Exercise directions:
Isolate every line in the data with the string "Option" and copy it.

Data shown:
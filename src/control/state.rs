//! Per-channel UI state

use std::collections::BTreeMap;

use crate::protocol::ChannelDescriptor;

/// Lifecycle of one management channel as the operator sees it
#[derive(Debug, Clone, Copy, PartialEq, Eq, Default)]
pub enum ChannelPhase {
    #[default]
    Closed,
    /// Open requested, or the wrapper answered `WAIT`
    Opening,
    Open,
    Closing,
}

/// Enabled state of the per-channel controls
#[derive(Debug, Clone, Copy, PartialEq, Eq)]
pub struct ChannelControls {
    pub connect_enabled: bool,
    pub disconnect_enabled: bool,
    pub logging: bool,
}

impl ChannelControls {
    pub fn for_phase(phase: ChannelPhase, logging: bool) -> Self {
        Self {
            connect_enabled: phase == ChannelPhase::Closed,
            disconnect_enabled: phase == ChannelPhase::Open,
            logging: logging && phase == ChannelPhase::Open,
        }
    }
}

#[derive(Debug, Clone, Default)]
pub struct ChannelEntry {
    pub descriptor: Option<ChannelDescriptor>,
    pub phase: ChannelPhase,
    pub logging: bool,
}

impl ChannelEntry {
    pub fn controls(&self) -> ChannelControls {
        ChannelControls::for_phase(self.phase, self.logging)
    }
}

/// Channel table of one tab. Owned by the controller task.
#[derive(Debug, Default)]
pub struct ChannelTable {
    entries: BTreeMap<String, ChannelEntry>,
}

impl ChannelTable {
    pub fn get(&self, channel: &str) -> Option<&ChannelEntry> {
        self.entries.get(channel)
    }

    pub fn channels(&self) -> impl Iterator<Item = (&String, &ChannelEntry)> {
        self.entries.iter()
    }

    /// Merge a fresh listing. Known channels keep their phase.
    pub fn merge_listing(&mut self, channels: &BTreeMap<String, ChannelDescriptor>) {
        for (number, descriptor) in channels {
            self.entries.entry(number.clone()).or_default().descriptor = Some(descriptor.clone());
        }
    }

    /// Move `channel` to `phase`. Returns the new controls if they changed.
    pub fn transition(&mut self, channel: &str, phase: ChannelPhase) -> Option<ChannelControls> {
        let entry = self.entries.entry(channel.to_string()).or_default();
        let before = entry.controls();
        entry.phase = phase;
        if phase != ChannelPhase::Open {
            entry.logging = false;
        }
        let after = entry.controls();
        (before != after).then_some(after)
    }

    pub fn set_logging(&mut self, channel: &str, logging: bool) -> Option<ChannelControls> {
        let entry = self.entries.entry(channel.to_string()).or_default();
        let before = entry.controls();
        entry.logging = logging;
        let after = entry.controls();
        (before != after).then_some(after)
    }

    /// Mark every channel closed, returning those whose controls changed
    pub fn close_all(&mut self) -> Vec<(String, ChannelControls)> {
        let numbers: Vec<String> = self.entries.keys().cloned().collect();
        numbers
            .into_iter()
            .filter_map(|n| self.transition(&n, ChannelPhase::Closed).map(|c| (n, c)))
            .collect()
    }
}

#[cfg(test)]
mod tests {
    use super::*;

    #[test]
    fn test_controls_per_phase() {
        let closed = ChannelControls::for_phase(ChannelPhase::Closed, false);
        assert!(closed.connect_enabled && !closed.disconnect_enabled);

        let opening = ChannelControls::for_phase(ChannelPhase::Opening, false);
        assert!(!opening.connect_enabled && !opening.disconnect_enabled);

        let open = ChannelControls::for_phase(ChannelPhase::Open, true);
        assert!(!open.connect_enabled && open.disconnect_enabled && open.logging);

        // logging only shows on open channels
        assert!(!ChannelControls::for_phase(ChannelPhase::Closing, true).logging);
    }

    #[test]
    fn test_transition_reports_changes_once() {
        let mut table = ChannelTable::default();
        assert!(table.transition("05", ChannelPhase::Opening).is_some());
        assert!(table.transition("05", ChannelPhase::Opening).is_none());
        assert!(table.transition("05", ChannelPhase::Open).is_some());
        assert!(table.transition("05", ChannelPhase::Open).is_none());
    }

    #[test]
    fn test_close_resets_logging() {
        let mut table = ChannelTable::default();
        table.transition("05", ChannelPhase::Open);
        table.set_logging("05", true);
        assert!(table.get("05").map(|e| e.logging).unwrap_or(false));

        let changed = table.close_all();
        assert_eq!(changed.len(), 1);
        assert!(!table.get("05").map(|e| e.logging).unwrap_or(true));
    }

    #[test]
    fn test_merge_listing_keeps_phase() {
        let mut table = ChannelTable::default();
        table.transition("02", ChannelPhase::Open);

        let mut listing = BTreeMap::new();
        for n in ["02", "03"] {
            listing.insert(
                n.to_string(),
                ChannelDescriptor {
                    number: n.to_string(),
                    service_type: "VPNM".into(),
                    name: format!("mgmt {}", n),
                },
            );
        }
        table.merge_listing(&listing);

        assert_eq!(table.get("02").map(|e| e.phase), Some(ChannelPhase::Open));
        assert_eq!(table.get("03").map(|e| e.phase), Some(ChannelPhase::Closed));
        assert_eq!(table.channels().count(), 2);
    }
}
---
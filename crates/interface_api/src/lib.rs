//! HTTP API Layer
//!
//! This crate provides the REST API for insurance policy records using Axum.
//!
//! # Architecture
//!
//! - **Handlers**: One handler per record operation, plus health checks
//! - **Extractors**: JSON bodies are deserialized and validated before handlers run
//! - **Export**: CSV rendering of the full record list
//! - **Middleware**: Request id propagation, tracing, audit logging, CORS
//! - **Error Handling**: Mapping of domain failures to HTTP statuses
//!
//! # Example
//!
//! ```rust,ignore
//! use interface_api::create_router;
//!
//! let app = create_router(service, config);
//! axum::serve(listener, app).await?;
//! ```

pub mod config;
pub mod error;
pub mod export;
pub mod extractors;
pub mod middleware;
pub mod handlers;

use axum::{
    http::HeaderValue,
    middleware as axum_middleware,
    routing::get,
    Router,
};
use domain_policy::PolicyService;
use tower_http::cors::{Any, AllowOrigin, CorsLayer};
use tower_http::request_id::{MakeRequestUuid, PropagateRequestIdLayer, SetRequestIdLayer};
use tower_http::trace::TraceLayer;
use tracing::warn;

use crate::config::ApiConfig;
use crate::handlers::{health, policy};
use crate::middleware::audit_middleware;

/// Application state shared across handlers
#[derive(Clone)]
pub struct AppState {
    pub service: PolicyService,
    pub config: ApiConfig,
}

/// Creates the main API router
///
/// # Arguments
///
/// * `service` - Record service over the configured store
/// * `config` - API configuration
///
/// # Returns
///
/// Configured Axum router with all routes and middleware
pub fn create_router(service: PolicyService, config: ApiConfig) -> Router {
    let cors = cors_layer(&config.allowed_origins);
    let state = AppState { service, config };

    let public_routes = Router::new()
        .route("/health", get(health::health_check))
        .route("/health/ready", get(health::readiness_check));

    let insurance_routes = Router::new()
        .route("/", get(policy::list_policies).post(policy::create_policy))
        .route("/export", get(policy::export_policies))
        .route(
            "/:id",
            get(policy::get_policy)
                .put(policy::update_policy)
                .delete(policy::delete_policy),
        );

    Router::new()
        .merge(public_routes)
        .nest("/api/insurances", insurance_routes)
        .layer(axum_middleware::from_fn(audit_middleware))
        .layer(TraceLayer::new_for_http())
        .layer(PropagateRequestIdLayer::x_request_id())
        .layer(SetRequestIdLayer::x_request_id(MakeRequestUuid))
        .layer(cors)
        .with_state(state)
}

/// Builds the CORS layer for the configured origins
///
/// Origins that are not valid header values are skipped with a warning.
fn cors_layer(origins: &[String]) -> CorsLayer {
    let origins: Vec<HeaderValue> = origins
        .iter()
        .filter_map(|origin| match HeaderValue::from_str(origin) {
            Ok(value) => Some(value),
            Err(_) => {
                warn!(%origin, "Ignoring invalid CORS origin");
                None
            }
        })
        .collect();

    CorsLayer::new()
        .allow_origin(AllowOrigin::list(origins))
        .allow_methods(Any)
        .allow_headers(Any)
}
--
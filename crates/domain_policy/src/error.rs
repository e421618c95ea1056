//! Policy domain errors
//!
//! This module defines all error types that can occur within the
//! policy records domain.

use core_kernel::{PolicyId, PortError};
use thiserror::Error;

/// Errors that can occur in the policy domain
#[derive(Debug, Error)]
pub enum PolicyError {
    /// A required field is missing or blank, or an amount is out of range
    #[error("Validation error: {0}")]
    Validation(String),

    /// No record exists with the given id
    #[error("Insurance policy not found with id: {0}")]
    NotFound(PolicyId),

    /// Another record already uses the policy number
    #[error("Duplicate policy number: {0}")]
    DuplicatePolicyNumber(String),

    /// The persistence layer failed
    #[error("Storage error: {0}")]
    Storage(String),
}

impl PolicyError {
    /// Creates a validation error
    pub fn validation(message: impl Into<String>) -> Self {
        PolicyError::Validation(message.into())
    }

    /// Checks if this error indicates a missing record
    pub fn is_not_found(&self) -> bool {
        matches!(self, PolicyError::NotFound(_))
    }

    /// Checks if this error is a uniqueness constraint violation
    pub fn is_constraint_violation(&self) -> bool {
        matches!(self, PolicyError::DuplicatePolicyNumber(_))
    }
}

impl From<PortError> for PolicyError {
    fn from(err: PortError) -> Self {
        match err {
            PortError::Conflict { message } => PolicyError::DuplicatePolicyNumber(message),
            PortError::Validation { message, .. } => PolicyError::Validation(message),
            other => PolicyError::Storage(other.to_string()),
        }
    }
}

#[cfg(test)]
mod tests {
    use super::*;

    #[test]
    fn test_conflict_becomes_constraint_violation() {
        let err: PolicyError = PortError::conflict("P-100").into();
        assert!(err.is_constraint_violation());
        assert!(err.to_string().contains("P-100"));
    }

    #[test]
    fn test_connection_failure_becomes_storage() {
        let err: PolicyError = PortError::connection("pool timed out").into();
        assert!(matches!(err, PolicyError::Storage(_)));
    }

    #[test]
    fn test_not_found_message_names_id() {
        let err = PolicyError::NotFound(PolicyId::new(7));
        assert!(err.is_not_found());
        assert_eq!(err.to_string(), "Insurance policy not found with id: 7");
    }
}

Task answer:
    pub descriptor: Option<ChannelDescriptor>,
    pub fn get(&self, channel: &str) -> Option<&ChannelEntry> {
    pub fn transition(&mut self, channel: &str, phase: ChannelPhase) -> Option<ChannelControls> {
    pub fn set_logging(&mut self, channel: &str, logging: bool) -> Option<ChannelControls> {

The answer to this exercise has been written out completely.